The president thanked Democrats and Republicans alike for helping to pass his long-sought education bill. Bush praised the legislation and said it will help improve the nation's public schools and eventually generate jobs.

"And what's good for the country is to make sure our education system produces smart, intelligent, literate children ...," he said. "This bill I signed goes a long way in helping."

Bush said opening up the world to American products also will help job creation.

"Fearful people want to build walls around America. Confident people believe we ought to tear them down," he said.

American workers, he said, can outproduce any in the world, and American farmers can raise more crops and are more efficient than others.

"We've got to get my friend [Russian President Vladimir] Putin to be buying John Deere products," he said.

Energy conservation, exploration urged

As for energy, Bush said the United States is "too reliant upon foreign sources of crude oil."

"It's in the national security interests of our country to have an energy policy," he said, one that encourages exploration as well as conservation. Congress needs to act on a good energy policy, he said.

"We've got to do a better job of not only conserving energy, but it seems to make sense to me that, when we've got energy on our own hemisphere and in our own states, we ought to explore for it."

The president also called for good economic policy "out of Washington, D.C.," and once more touted the idea of tax relief. "The tax relief plan we passed is going to be permanent," he said.

"When the economy slows down, one of the best things we can do is let people keep their own money, so they can spend it," Bush said. "If the economy slows down, one of the best answers is tax relief and [to] trust local people to spend the money.
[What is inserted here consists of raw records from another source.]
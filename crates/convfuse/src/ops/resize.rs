//! Bilinear resize geometry shared by the reference resize and the fused prologue.

use std::fmt;

use crate::error::{KernelError, KernelResult};

/// Target spatial size of a resize.
#[derive(Debug, Clone, Copy, PartialEq, Eq, Hash)]
pub struct ResizeSize {
    pub height: usize,
    pub width: usize,
}

impl ResizeSize {
    pub fn new(height: usize, width: usize) -> KernelResult<Self> {
        if height == 0 || width == 0 {
            return Err(KernelError::invalid_argument(format!(
                "resize size must be positive, got {height}x{width}"
            )));
        }
        Ok(ResizeSize { height, width })
    }
}

impl fmt::Display for ResizeSize {
    fn fmt(&self, f: &mut fmt::Formatter<'_>) -> fmt::Result {
        write!(f, "{}x{}", self.height, self.width)
    }
}

/// Source-to-target scale along one axis.
pub fn resize_scale(in_size: usize, out_size: usize, align_corners: bool) -> f32 {
    if align_corners && out_size > 1 {
        (in_size - 1) as f32 / (out_size - 1) as f32
    } else {
        in_size as f32 / out_size as f32
    }
}

/// Neighbours and blend weight of one output coordinate.
#[derive(Debug, Clone, Copy, PartialEq)]
pub struct Interpolation {
    pub lower: usize,
    pub upper: usize,
    pub lerp: f32,
}

/// Computes the interpolation for every output coordinate of one axis.
pub fn interpolation_weights(
    in_size: usize,
    out_size: usize,
    align_corners: bool,
) -> Vec<Interpolation> {
    let scale = resize_scale(in_size, out_size, align_corners);
    let last = in_size.saturating_sub(1);
    (0..out_size)
        .map(|i| {
            let source = i as f32 * scale;
            let floor = source.floor();
            let lower = (floor as usize).min(last);
            Interpolation {
                lower,
                upper: (lower + 1).min(last),
                lerp: source - floor,
            }
        })
        .collect()
}

/// Blends four neighbours: along x first, then along y.
#[inline]
pub fn bilinear(
    top_left: f32,
    top_right: f32,
    bottom_left: f32,
    bottom_right: f32,
    x_lerp: f32,
    y_lerp: f32,
) -> f32 {
    let top = top_left + (top_right - top_left) * x_lerp;
    let bottom = bottom_left + (bottom_right - bottom_left) * x_lerp;
    top + (bottom - top) * y_lerp
}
"If you have more money in your pocket, you buy more things, which encourages more production. Consumer demand is stimulated by tax relief. And the great thing about our society is, when consumers demand, generally, somebody's there to produce. And so, there's more jobs as more production takes place."

Bush said extension of unemployment benefits and health care aid could help workers affected by the attacks.

But he said that "Americans don't want an unemployment check. Americans want a permanent paycheck, and that's got to be the mission of any good stimulus package."